Por qué una expo de refacciones vale el tiempo de un tallerista
La razón no son los estands. Es que el mercado de refacciones es donde un camión se arregla de verdad, y la gente de esos estands es la que decide de qué está hecha una pieza de reemplazo, cuánta garantía trae, y si la marca en la que confiabas hace tres años la sigue fabricando igual.
Hay cosas que sólo se pueden hacer parado frente al proveedor:
Preguntar qué cambió en una pieza que ya compras. Los proveedores revisan materiales y tolerancias en silencio. Si un componente que duraba dos años ahora dura uno, la persona del estand sabe por qué o no quiere contestar, y las dos respuestas son información.
Comparar una línea remanufacturada contra una nueva con las dos en la mano. Las fotos de catálogo esconden la calidad de la fundición y el acabado de maquinado. El peso, la superficie y el ajuste se evalúan en cinco segundos en físico y nunca desde una ficha.
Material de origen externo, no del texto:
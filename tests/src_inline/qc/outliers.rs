use super::*;
use crate::qc::cell::SubsetCellMetrics;

fn params(kind: OutlierType) -> OutlierParams {
    OutlierParams {
        kind,
        ..OutlierParams::default()
    }
}

#[test]
fn median_handles_even_and_empty() {
    assert_eq!(median(&[1.0, 2.0, 3.0]), 2.0);
    assert_eq!(median(&[1.0, 2.0, 3.0, 10.0]), 2.5);
    assert!(median(&[]).is_nan());
}

#[test]
fn mad_is_scaled() {
    let (med, mad) = median_mad(&[1.0, 2.0, 3.0, 4.0, 100.0]);
    assert_eq!(med, 3.0);
    assert!((mad - MAD_CONSTANT).abs() < 1e-12);
}

#[test]
fn flags_both_sides() {
    let result = is_outlier(&[1.0, 2.0, 3.0, 4.0, 100.0], &params(OutlierType::Both)).expect("ok");
    assert_eq!(result.flags, vec![false, false, false, false, true]);
    let t = result.thresholds[ALL_CELLS];
    assert!((t.lower - (3.0 - 3.0 * MAD_CONSTANT)).abs() < 1e-9);
    assert!((t.higher - (3.0 + 3.0 * MAD_CONSTANT)).abs() < 1e-9);
}

#[test]
fn one_sided_thresholds_are_infinite() {
    let result = is_outlier(&[1.0, 2.0, 3.0], &params(OutlierType::Higher)).expect("ok");
    assert_eq!(result.thresholds[ALL_CELLS].lower, f64::NEG_INFINITY);
    let result = is_outlier(&[1.0, 2.0, 3.0], &params(OutlierType::Lower)).expect("ok");
    assert_eq!(result.thresholds[ALL_CELLS].higher, f64::INFINITY);
}

#[test]
fn log_scale_thresholds_reported_in_original_units() {
    let p = OutlierParams {
        kind: OutlierType::Lower,
        log: true,
        ..OutlierParams::default()
    };
    let result = is_outlier(&[100.0, 100.0, 100.0, 100.0, 1.0], &p).expect("ok");
    assert_eq!(result.flags, vec![false, false, false, false, true]);
    assert!((result.thresholds[ALL_CELLS].lower - 100.0).abs() < 1e-9);
}

#[test]
fn min_diff_widens_thresholds() {
    let p = OutlierParams {
        min_diff: Some(2.0),
        ..OutlierParams::default()
    };
    let result = is_outlier(&[5.0, 5.0, 5.0, 6.0], &p).expect("ok");
    assert_eq!(result.n_outliers(), 0);
    assert_eq!(result.thresholds[ALL_CELLS], Thresholds { lower: 3.0, higher: 7.0 });
}

#[test]
fn non_finite_values_are_never_flagged() {
    let result = is_outlier(&[1.0, f64::NAN, 1.0, 1.0], &params(OutlierType::Both)).expect("ok");
    assert_eq!(result.flags, vec![false; 4]);
}

#[test]
fn batches_are_judged_separately() {
    let p = OutlierParams {
        kind: OutlierType::Higher,
        batch: Some(vec!["a".into(), "a".into(), "a".into(), "b".into(), "b".into(), "b".into()]),
        ..OutlierParams::default()
    };
    let result = is_outlier(&[1.0, 1.0, 1.0, 10.0, 10.0, 30.0], &p).expect("ok");
    assert_eq!(result.flags, vec![false, false, false, false, false, true]);
    assert_eq!(result.thresholds.len(), 2);
    assert_eq!(result.thresholds["b"].higher, 10.0);
}

#[test]
fn batch_length_mismatch() {
    let p = OutlierParams {
        batch: Some(vec!["a".into()]),
        ..OutlierParams::default()
    };
    let err = is_outlier(&[1.0, 2.0], &p).unwrap_err();
    assert!(matches!(err, QcError::BatchLength { expected: 2, found: 1 }));
}

fn table() -> CellQcTable {
    CellQcTable {
        cell_names: (1..=6).map(|i| format!("c{i}")).collect(),
        sum: vec![1000.0, 1100.0, 900.0, 1000.0, 1050.0, 10.0],
        detected: vec![100, 110, 90, 100, 105, 5],
        percent_top: Vec::new(),
        subsets: vec![SubsetCellMetrics {
            name: "mito".to_string(),
            sum: vec![0.0; 6],
            detected: vec![0; 6],
            percent: vec![5.0, 5.0, 6.0, 5.0, 4.0, 60.0],
        }],
    }
}

#[test]
fn quick_qc_discards_the_damaged_cell() {
    let params = QuickQcParams {
        sub_fields: vec!["mito".to_string()],
        ..QuickQcParams::default()
    };
    let result = quick_per_cell_qc(&table(), &params).expect("quick qc");
    let expected = vec![false, false, false, false, false, true];
    assert_eq!(result.low_lib_size.flags, expected);
    assert_eq!(result.low_n_features.flags, expected);
    assert_eq!(result.high_subsets[0].1.flags, expected);
    assert_eq!(result.discard, expected);
    assert_eq!(result.n_discarded(), 1);

    let names: Vec<String> = result.columns().into_iter().map(|(n, _)| n).collect();
    assert_eq!(
        names,
        vec!["low_lib_size", "low_n_features", "high_subsets_mito_percent", "discard"]
    );
}

#[test]
fn quick_qc_unknown_subset() {
    let params = QuickQcParams {
        sub_fields: vec!["ribo".to_string()],
        ..QuickQcParams::default()
    };
    let err = quick_per_cell_qc(&table(), &params).unwrap_err();
    assert!(matches!(err, QcError::UnknownSubset(name) if name == "ribo"));
}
Averiguar qué significa la garantía para tu operación. La cobertura escrita para un cliente de mostrador y la escrita para una flota que hace 100,000 millas al año son con frecuencia el mismo documento con consecuencias muy distintas.
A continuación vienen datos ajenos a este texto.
//! Resolution of user-supplied value specifications against an experiment.
//!
//! Plot and QC functions accept a [`ValueSpec`] wherever the caller may name
//! either a metadata column or a feature/cell whose expression should be
//! used. Lookup order for [`ValueSpec::Auto`] is metadata first, then assay
//! rows (cell info) or assay columns (feature info).

use thiserror::Error;

use crate::sce::{ColumnData, Experiment, SceError};

#[derive(Debug, Error)]
pub enum RetrieveError {
    #[error("cannot find '{name}' in {searched}")]
    UnknownName { name: String, searched: &'static str },
    #[error("supplied values for '{name}' have length {found}, expected {expected}")]
    Length {
        name: String,
        expected: usize,
        found: usize,
    },
    #[error(transparent)]
    Sce(#[from] SceError),
}

#[derive(Debug, Clone, PartialEq)]
pub enum ValueSpec {
    /// A metadata column.
    Column(String),
    /// A feature (cell info) or a cell (feature info) read from an assay.
    Assay(String),
    /// Metadata column when present, otherwise an assay lookup.
    Auto(String),
    /// Values supplied directly by the caller.
    Values { name: String, data: ColumnData },
}

impl ValueSpec {
    pub fn name(&self) -> &str {
        match self {
            ValueSpec::Column(n) | ValueSpec::Assay(n) | ValueSpec::Auto(n) => n,
            ValueSpec::Values { name, .. } => name,
        }
    }
}

impl From<&str> for ValueSpec {
    fn from(value: &str) -> Self {
        ValueSpec::Auto(value.to_string())
    }
}

#[derive(Debug, Clone, PartialEq)]
pub struct ResolvedValues {
    pub name: String,
    pub values: ColumnData,
}

/// Resolves a per-cell value vector.
pub fn retrieve_cell_info(
    exp: &Experiment,
    spec: &ValueSpec,
    exprs_values: &str,
) -> Result<ResolvedValues, RetrieveError> {
    match spec {
        ValueSpec::Column(name) => from_column(&exp.col_data, name, "cell metadata"),
        ValueSpec::Assay(name) => feature_row(exp, name, exprs_values),
        ValueSpec::Auto(name) => {
            if exp.col_data.contains(name) {
                from_column(&exp.col_data, name, "cell metadata")
            } else if exp.feature_index(name).is_some() {
                feature_row(exp, name, exprs_values)
            } else {
                Err(RetrieveError::UnknownName {
                    name: name.clone(),
                    searched: "cell metadata or feature names",
                })
            }
        }
        ValueSpec::Values { name, data } => supplied(name, data, exp.n_cells()),
    }
}

/// Resolves a per-feature value vector.
pub fn retrieve_feature_info(
    exp: &Experiment,
    spec: &ValueSpec,
    exprs_values: &str,
) -> Result<ResolvedValues, RetrieveError> {
    match spec {
        ValueSpec::Column(name) => from_column(&exp.row_data, name, "feature metadata"),
        ValueSpec::Assay(name) => cell_column(exp, name, exprs_values),
        ValueSpec::Auto(name) => {
            if exp.row_data.contains(name) {
                from_column(&exp.row_data, name, "feature metadata")
            } else if exp.cell_index(name).is_some() {
                cell_column(exp, name, exprs_values)
            } else {
                Err(RetrieveError::UnknownName {
                    name: name.clone(),
                    searched: "feature metadata or cell names",
                })
            }
        }
        ValueSpec::Values { name, data } => supplied(name, data, exp.n_features()),
    }
}

fn from_column(
    annotations: &crate::sce::Annotations,
    name: &str,
    searched: &'static str,
) -> Result<ResolvedValues, RetrieveError> {
    let data = annotations
        .get(name)
        .ok_or_else(|| RetrieveError::UnknownName {
            name: name.to_string(),
            searched,
        })?;
    Ok(ResolvedValues {
        name: name.to_string(),
        values: data.clone(),
    })
}

fn feature_row(
    exp: &Experiment,
    name: &str,
    exprs_values: &str,
) -> Result<ResolvedValues, RetrieveError> {
    let row = exp
        .feature_index(name)
        .ok_or_else(|| RetrieveError::UnknownName {
            name: name.to_string(),
            searched: "feature names",
        })?;
    let assay = exp.assay(exprs_values)?;
    let values = assay.dense_rows(&[row]).pop().unwrap_or_default();
    Ok(ResolvedValues {
        name: name.to_string(),
        values: ColumnData::Numeric(values),
    })
}

fn cell_column(
    exp: &Experiment,
    name: &str,
    exprs_values: &str,
) -> Result<ResolvedValues, RetrieveError> {
    let col = exp
        .cell_index(name)
        .ok_or_else(|| RetrieveError::UnknownName {
            name: name.to_string(),
            searched: "cell names",
        })?;
    let assay = exp.assay(exprs_values)?;
    Ok(ResolvedValues {
        name: name.to_string(),
        values: ColumnData::Numeric(assay.dense_col(col)),
    })
}

fn supplied(name: &str, data: &ColumnData, expected: usize) -> Result<ResolvedValues, RetrieveError> {
    if data.len() != expected {
        return Err(RetrieveError::Length {
            name: name.to_string(),
            expected,
            found: data.len(),
        });
    }
    Ok(ResolvedValues {
        name: name.to_string(),
        values: data.clone(),
    })
}

#[cfg(test)]
#[path = "../../tests/src_inline/sce/retrieve.rs"]
mod tests;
Las Vegas en noviembre es también la semana de SEMA
Quien planee viaje debe saber que AAPEX comparte semana con la otra expo automotriz grande de Las Vegas. Las tarifas de hotel, los vuelos y el tráfico lo reflejan. Si vas, la decisión de calendario no es qué días asistir, es qué tan temprano reservar.
Qué hacer antes de noviembre
Elige tus categorías antes de registrarte. Frenos, suspensión, filtración, lubricantes, diagnóstico: escoge tres y trata el resto como paisaje. Una lista hecha en casa le gana a una lista hecha en un pasillo.
Anota las piezas que te fallaron este año, con marca y millaje. Esa sola hoja es lo más útil que puedes cargar, porque convierte quejas vagas en preguntas concretas que un proveedor sí puede contestar.
Lleva los números de parte que más compras. Hacer equivalencias en un estand toma un minuto y puede sacar una pieza equivalente que cueste menos o dure más, y esa plática casi nunca ocurre por correo.
Decide de antemano si vas a comprar o a buscar proveedor. Comprar es buscar una pieza mejor. Buscar proveedor es armar una relación. Llevan a estands distintos y a preguntas distintas, y querer hacer las dos cosas en tres días suele terminar en ninguna.
Revisa si tus distribuidores actuales van a estar, y pregúntalo desde ahora. Pararte con la gente que ya tiene tu dinero rinde más que conocer desconocidos.
El resumen honesto es que una expo así le paga a quien llega con un problema, y le quita el tiempo a quien llega a ver. Los problemas que vale la pena llevar son los caros: la reparación que regresó, la pieza que falló antes de tiempo, el componente que nadie pudo diagnosticar. Son los mismos en los que The Truck Savers se la pasa, y conviene llevarlos a Las Vegas por escrito.